Qu’en est-il de la question de la représentation dans la sociologie urbaine originelle ?
La sociologie urbaine originelle ne s’empare pas directement de la notion de représentation. Si nous nous référons aux premiers écrits sur la ville de Max Weber, de Georg Simmel, de Maurice Halbwachs, ou des sociologues de l’École de de Chicago, seuls certains de ces sociologues s’interrogent sur ce que peuvent penser les individus de leur vie urbaine. Ils n’utilisent pas la notion de représentation, mais mobilisent des notions voisines telles qu’« état d’esprit » ou « attitude ».
Ainsi, parmi les premiers penseurs de la ville, Georg Simmel cherche à définir ce qui passe dans la tête des citadins, en mobilisant des notions comme « vie de l’esprit », « âme », « conscience », « état mental », ou « attitude» de ses contemporains citadins (1989, p. 231-277). Il montre notamment qu’au début du 20e siècle, l’état d’esprit urbain dans les grandes villes est un état d’esprit rationnel, intellectuel, blasé, réservé, libre, individualiste, et excentrique. Le citadin doit faire preuve d’intellectualité ou de rationalité, face à toutes les sollicitations de la ville. Il doit mesurer, élaborer des critères pour choisir entre plusieurs activités ou plusieurs relations sociales. Il montre une attitude blasée. Trop émoussé par les sollicitations, il est dans l’incapacité de faire la différence entre ces formes de stimulation diverses et s’y habitue. Il est également réservé. Cette réserve s’explique par le fait qu’il se protège. S’il devait réagir à toutes les rencontres, à toutes les stimulations, il se disperserait, et s’atomiserait. L’état de l’esprit en ville se caractérise aussi par une grande liberté et par un certain individualisme. En effet, la grande ville, par rapport à la petite ville, ne cesse de grandir en nombre d’individus et d’activités. L’individu voit son cercle, son groupe grandir sans cesse. Il a la possibilité de multiplier des connaissances sociales variées. Il est moins sous le joug du jugement des autres, du contrôle social. Il a donc plus de liberté, de marge de manoeuvre. Il est également plus individualiste, certes parce qu’il a plus de liberté et qu’il peut choisir personnellement, comme bon lui semble, sans risquer d’être jugé par autrui, mais surtout pour marquer sa différence. Face à l’impersonnalité des échanges sociaux, à l’universalité et à l’uniformisation de la culture en ville, il doit, s’il veut se faire remarquer, faire part de sa subjectivité, de sa personnalité. C’est ainsi que l’on peut dire du citadin que c’est un individualiste et un excentrique.

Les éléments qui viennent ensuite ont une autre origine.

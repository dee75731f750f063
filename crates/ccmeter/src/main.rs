//! ccmeter - Local usage and cost meter for Claude Code session logs

mod cli;

use anyhow::{Context, Result};
use ccmeter_core::config::CONFIG_DIR_ENV;
use ccmeter_core::error::ErrorSeverity;
use ccmeter_core::discovery::{candidate_roots, discover_files, has_projects_dir};
use ccmeter_core::{
    MonitorConfig, MonitorEvent, RefreshConfig, RefreshCoordinator, RefreshGate, SystemClock,
    UsageMonitor,
};
use clap::{Parser, Subcommand};
use std::path::PathBuf;
use std::sync::Arc;
use std::time::Duration;
use tokio::sync::broadcast::error::RecvError;
use tracing::{debug, error, warn};
use tracing_subscriber::{layer::SubscriberExt, util::SubscriberInitExt, EnvFilter};

#[derive(Parser)]
#[command(
    name = "ccmeter",
    version,
    about = "Local usage and cost meter for Claude Code session logs",
    long_about = "Reads the assistant's JSONL usage logs, groups requests into 5-hour\n\
                  session blocks and reports totals, burn rates and projections.\n\
                  \n\
                  Examples:\n\
                    ccmeter                          # Today's usage (default)\n\
                    ccmeter history --json           # Full history as JSON\n\
                    ccmeter blocks --active          # Current session block\n\
                    ccmeter watch --interval 30      # Live summary line\n\
                  \n\
                  Environment Variables:\n\
                    CLAUDE_CONFIG_DIR                # Comma-separated data roots\n\
                    CCMETER_WINDOW_HOURS             # Session block length\n\
                    CCMETER_LOG                      # Log filter (e.g. ccmeter_core=debug)\n\
                    CCMETER_NO_COLOR                 # Disable ANSI colors"
)]
struct Cli {
    #[command(subcommand)]
    command: Option<Command>,

    /// Data root containing a projects/ directory (repeatable)
    #[arg(long = "root", global = true, env = CONFIG_DIR_ENV, value_delimiter = ',')]
    roots: Vec<PathBuf>,

    /// Session block length in hours
    #[arg(long, global = true, env = "CCMETER_WINDOW_HOURS", default_value_t = 5)]
    window_hours: i64,

    /// Output as JSON
    #[arg(long, global = true)]
    json: bool,

    /// Disable ANSI colors (log-friendly)
    #[arg(long, global = true, env = "CCMETER_NO_COLOR")]
    no_color: bool,

    /// Debug logging on stderr
    #[arg(long, short, global = true)]
    verbose: bool,
}

#[derive(Subcommand)]
enum Command {
    /// Today's totals, active block and burn rate (default)
    Today,
    /// Daily, per-model and per-project history
    History,
    /// Session blocks with burn rates and projections
    Blocks {
        /// Only the active block
        #[arg(long)]
        active: bool,
    },
    /// Keep running and print a summary after every refresh
    Watch {
        /// Fallback refresh interval in seconds
        #[arg(long, default_value = "60")]
        interval: u64,
    },
    /// Show resolved data roots and log file counts
    Paths,
}

fn setup_logging(verbose: bool) {
    let filter = if verbose {
        EnvFilter::new("ccmeter=debug,ccmeter_core=debug")
    } else {
        EnvFilter::try_from_env("CCMETER_LOG")
            .or_else(|_| EnvFilter::try_from_default_env())
            .unwrap_or_else(|_| EnvFilter::new("warn"))
    };

    tracing_subscriber::registry()
        .with(filter)
        .with(
            tracing_subscriber::fmt::layer()
                .with_target(false)
                .with_writer(std::io::stderr),
        )
        .init();
}

#[tokio::main]
async fn main() -> Result<()> {
    let cli = Cli::parse();
    setup_logging(cli.verbose);

    let config = MonitorConfig::with_roots(cli.roots.clone()).with_window_hours(cli.window_hours);

    match cli.command.unwrap_or(Command::Today) {
        Command::Today => run_today(config, cli.json, cli.no_color).await,
        Command::History => run_history(config, cli.json, cli.no_color).await,
        Command::Blocks { active } => run_blocks(config, active, cli.json, cli.no_color).await,
        Command::Watch { interval } => run_watch(config, interval).await,
        Command::Paths => run_paths(config, cli.json, cli.no_color),
    }
}

fn build_monitor(config: MonitorConfig) -> Result<UsageMonitor> {
    UsageMonitor::new(config).context("Invalid configuration")
}

fn report_failures(monitor: &UsageMonitor) {
    let report = monitor.last_report();
    for entry in &report.errors {
        match entry.severity {
            ErrorSeverity::Warning => warn!(source = %entry.source, "{}", entry.message),
            ErrorSeverity::Error => error!(source = %entry.source, "{}", entry.message),
        }
    }

    let (warnings, errors) = report.error_count();
    if errors > 0 {
        eprintln!(
            "Warning: {} log file(s) could not be read; totals may be incomplete",
            errors
        );
    } else if warnings > 0 {
        debug!(warnings, "Some log files vanished during the load");
    }
}

async fn run_today(config: MonitorConfig, json: bool, no_color: bool) -> Result<()> {
    let monitor = build_monitor(config)?;
    let today = monitor
        .load_today(false)
        .await
        .context("Failed to load usage data")?;
    report_failures(&monitor);

    println!("{}", cli::format_today(&today, json, no_color));
    Ok(())
}

async fn run_history(config: MonitorConfig, json: bool, no_color: bool) -> Result<()> {
    let monitor = build_monitor(config)?;
    let history = monitor
        .load_history(true)
        .await
        .context("Failed to load usage data")?
        .context("History phase produced no result")?;
    report_failures(&monitor);

    println!("{}", cli::format_history(&history, json, no_color));
    Ok(())
}

async fn run_blocks(config: MonitorConfig, active: bool, json: bool, no_color: bool) -> Result<()> {
    let monitor = build_monitor(config)?;
    monitor
        .load_today(false)
        .await
        .context("Failed to load usage data")?;
    report_failures(&monitor);

    let blocks = if active {
        monitor.get_active_block().into_iter().collect()
    } else {
        monitor.blocks().as_ref().clone()
    };

    println!("{}", cli::format_blocks(&blocks, json, no_color));
    Ok(())
}

async fn run_watch(config: MonitorConfig, interval: u64) -> Result<()> {
    let monitor = Arc::new(build_monitor(config)?);

    // Print a line for every completed today phase, whichever trigger caused it
    let mut events = monitor.event_bus().subscribe();
    let printer = tokio::spawn(async move {
        loop {
            match events.recv().await {
                Ok(MonitorEvent::TodayLoaded(today)) => {
                    println!("{}", cli::format_watch_line(&today))
                }
                Ok(MonitorEvent::LoadFailed(message)) => eprintln!("Load failed: {}", message),
                Ok(MonitorEvent::WatcherError(message)) => eprintln!("Watcher error: {}", message),
                Ok(_) => {}
                Err(RecvError::Lagged(skipped)) => debug!(skipped, "Event printer lagged"),
                Err(RecvError::Closed) => break,
            }
        }
    });

    monitor
        .load_all(false)
        .await
        .context("Failed to load usage data")?;

    let refresh_config =
        RefreshConfig::default().with_timer_interval(Duration::from_secs(interval.max(1)));
    let coordinator =
        RefreshCoordinator::new(refresh_config, monitor.roots(), Arc::new(SystemClock))
            .with_event_bus(monitor.event_bus().clone());

    let gate = RefreshGate::new();
    let refresh_monitor = Arc::clone(&monitor);
    coordinator.on_refresh(move |reason| {
        let monitor = Arc::clone(&refresh_monitor);
        let gate = gate.clone();
        tokio::spawn(async move {
            // Failures are already published on the event bus
            let _ = gate.load(&monitor, reason).await;
        });
    });

    if let Err(e) = coordinator.start_all() {
        eprintln!("Warning: {} (continuing with remaining triggers)", e);
    }

    tokio::signal::ctrl_c()
        .await
        .context("Failed to listen for Ctrl-C")?;

    coordinator.stop_all().await;
    printer.abort();
    Ok(())
}

fn run_paths(config: MonitorConfig, json: bool, no_color: bool) -> Result<()> {
    let roots: Vec<cli::RootStatus> = candidate_roots(&config)
        .into_iter()
        .map(|path| {
            let has_projects = has_projects_dir(&path);
            let files = if has_projects {
                discover_files(std::slice::from_ref(&path)).len()
            } else {
                0
            };
            cli::RootStatus {
                path,
                has_projects,
                files,
            }
        })
        .collect();

    println!("{}", cli::format_paths(&roots, json, no_color));
    Ok(())
}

L’École de Chicago (1915-1935), considérée comme le premier courant de sociologie urbaine (Grafmeyer et Joseph 1984), propose une lecture de la ville comme organisation sociale et spatiale, et comme mode de vie et état d’esprit. Si les travaux de cette école ne portent pas explicitement sur les représentations des citadins, des sociologues, comme William I. Thomas et Florian Znaniecki (1984) mettent en avant la nécessité d’observer les valeurs sociales et les attitudes individuelles pour comprendre un phénomène social ou urbain. C’est en analysant, par exemple, les valeurs sociales à l’égard de l’immigration et les attitudes individuelles d’immigrants qu’ils comprennent les phénomènes d’immigration. Les attitudes individuelles sont considérées comme des caractéristiques subjectives, des idées et des émotions chez les individus qui leur permettent d’agir et d’interagir. L’analyse de ces attitudes est possible en mobilisant des techniques de recueil et d’analyse de documents personnels (lettres, par exemple), de récits de vie, d’entretiens. Ainsi, William I. Thomas (Grafmeyer et Joseph 1984, p. 79-82) dira pour la première fois qu’il faut tenir compte de la situation de l’individu dans la vie sociale et que pour comprendre cette situation, il faut entendre le point de vue de l’individu, de la bouche même de l’individu. Dans chaque situation, il y a l’environnement et il y a la manière dont l’individu perçoit, interprète cet environnement, et agit pour faire face à la situation. Avec William I. Thomas, le « subjectif », la « conscience » individuelle trouve une place dans la sociologie urbaine.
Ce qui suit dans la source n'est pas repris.